Menjadikan Aceh sebagai lumbung pangan Nasional dengan lokomotifnya, dayah, organisasi petani, nelayan dan desa, serta memastikan produk yang dikeluarkan dari hasil pertanian bukan dalam bentuk raw material tetapi dalam berbagai macam barang olahan seperti padi hanya boleh keluar dari Aceh setidak-tidaknya dalam bentuk beras, tepung, demikian juga dengan komoditas lainnya seperti kentang, jagung, kedelai dll.

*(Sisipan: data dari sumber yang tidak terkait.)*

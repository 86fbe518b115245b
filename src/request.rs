use serde::de::DeserializeOwned;
use std::collections::HashMap;

use crate::error::{ApiError, ApiResult};
use coursehub_shared::HttpMethod;

// =========================================================
// 核心抽象层 (HTTP Interface Abstraction)
// =========================================================

/// 请求体
#[derive(Debug, Clone, PartialEq)]
pub enum HttpBody {
    /// JSON 等文本内容
    Text(String),
    /// 文件上传等二进制内容
    Binary(Vec<u8>),
}

impl HttpBody {
    pub fn len(&self) -> usize {
        match self {
            HttpBody::Text(s) => s.len(),
            HttpBody::Binary(b) => b.len(),
        }
    }

    pub fn is_empty(&self) -> bool {
        self.len() == 0
    }

    pub fn as_text(&self) -> Option<&str> {
        match self {
            HttpBody::Text(s) => Some(s),
            HttpBody::Binary(_) => None,
        }
    }
}

/// 通用 HTTP 请求结构
#[derive(Debug, Clone)]
pub struct HttpRequest {
    pub url: String,
    pub method: HttpMethod,
    pub headers: HashMap<String, String>,
    pub body: Option<HttpBody>,
}

impl HttpRequest {
    pub fn new(url: &str, method: HttpMethod) -> Self {
        Self {
            url: url.to_string(),
            method,
            headers: HashMap::new(),
            body: None,
        }
    }

    pub fn with_header(mut self, key: &str, value: &str) -> Self {
        self.headers.insert(key.to_string(), value.to_string());
        self
    }

    pub fn with_body(mut self, body: serde_json::Value) -> Self {
        self.body = Some(HttpBody::Text(body.to_string()));
        self
    }

    pub fn with_bytes(mut self, bytes: Vec<u8>) -> Self {
        self.body = Some(HttpBody::Binary(bytes));
        self
    }

    pub fn header(&self, key: &str) -> Option<&str> {
        self.headers.get(key).map(String::as_str)
    }
}

/// 通用 HTTP 响应结构
#[derive(Debug, Clone)]
pub struct HttpResponse {
    pub status: u16,
    pub body: String,
}

impl HttpResponse {
    pub fn is_success(&self) -> bool {
        (200..300).contains(&self.status)
    }

    /// 空响应体按 `null` 解析（204 / 只返回状态码的接口）
    pub fn json<T: DeserializeOwned>(&self) -> ApiResult<T> {
        let body = if self.body.trim().is_empty() {
            "null"
        } else {
            self.body.as_str()
        };
        serde_json::from_str(body).map_err(|e| ApiError::serialization(e.to_string()))
    }
}

/// HTTP 客户端特性 (Trait)
/// 使用 async_trait 以支持异步调用，(?Send) 是因为浏览器环境下 fetch 相关类型不是 Send 的
#[async_trait::async_trait(?Send)]
pub trait HttpClient {
    /// 只有传输层失败才返回 Err；任何 HTTP 状态码都是 Ok
    async fn send(&self, req: HttpRequest) -> ApiResult<HttpResponse>;
}

// =========================================================
// 测试工具: MockHttpClient
// =========================================================

#[cfg(test)]
pub mod mock {
    use super::*;
    use std::cell::RefCell;

    /// 记录的请求
    #[derive(Debug, Clone)]
    pub struct RecordedRequest {
        pub url: String,
        pub method: HttpMethod,
        pub headers: HashMap<String, String>,
        pub body: Option<HttpBody>,
    }

    impl RecordedRequest {
        pub fn json_body(&self) -> Option<serde_json::Value> {
            self.body
                .as_ref()
                .and_then(HttpBody::as_text)
                .and_then(|s| serde_json::from_str(s).ok())
        }
    }

    pub struct MockHttpClient {
        // ("METHOD url", 响应)
        responses: RefCell<HashMap<String, ApiResult<HttpResponse>>>,
        pub requests: RefCell<Vec<RecordedRequest>>,
    }

    impl MockHttpClient {
        pub fn new() -> Self {
            Self {
                responses: RefCell::new(HashMap::new()),
                requests: RefCell::new(Vec::new()),
            }
        }

        fn key(method: HttpMethod, url: &str) -> String {
            format!("{} {}", method.as_str(), url)
        }

        pub fn mock_response(
            &self,
            method: HttpMethod,
            url: &str,
            status: u16,
            body: serde_json::Value,
        ) {
            self.responses.borrow_mut().insert(
                Self::key(method, url),
                Ok(HttpResponse {
                    status,
                    body: body.to_string(),
                }),
            );
        }

        pub fn mock_raw(&self, method: HttpMethod, url: &str, status: u16, body: &str) {
            self.responses.borrow_mut().insert(
                Self::key(method, url),
                Ok(HttpResponse {
                    status,
                    body: body.to_string(),
                }),
            );
        }

        pub fn mock_network_failure(&self, method: HttpMethod, url: &str) {
            self.responses.borrow_mut().insert(
                Self::key(method, url),
                Err(ApiError::network("connection refused")),
            );
        }

        /// 某个 URL 被请求的次数
        pub fn count(&self, method: HttpMethod, url: &str) -> usize {
            self.requests
                .borrow()
                .iter()
                .filter(|r| r.method == method && r.url == url)
                .count()
        }

        pub fn last(&self) -> Option<RecordedRequest> {
            self.requests.borrow().last().cloned()
        }

        /// 最近一次发往该 URL 的请求
        pub fn last_to(&self, method: HttpMethod, url: &str) -> Option<RecordedRequest> {
            self.requests
                .borrow()
                .iter()
                .rev()
                .find(|r| r.method == method && r.url == url)
                .cloned()
        }
    }

    #[async_trait::async_trait(?Send)]
    impl HttpClient for MockHttpClient {
        async fn send(&self, req: HttpRequest) -> ApiResult<HttpResponse> {
            self.requests.borrow_mut().push(RecordedRequest {
                url: req.url.clone(),
                method: req.method,
                headers: req.headers.clone(),
                body: req.body.clone(),
            });

            let responses = self.responses.borrow();
            match responses.get(&Self::key(req.method, &req.url)) {
                Some(resp) => resp.clone(),
                None => Ok(HttpResponse {
                    status: 404,
                    body: "Not Found".to_string(),
                }),
            }
        }
    }
}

Terakhir, ulama, akademisi, pengusaha, umara dan seluruh kelompok masyarakat harus duduk bersama, merumuskan kesepakatan bersama wajah dan masa depan Aceh pasca corona yang humanis, sejahtera, toleran, zero korupsi, kemiskinan dan bebas narkotika.
Penulis adalah Pengamat Kebijakan Publik, alumni Michigan State University.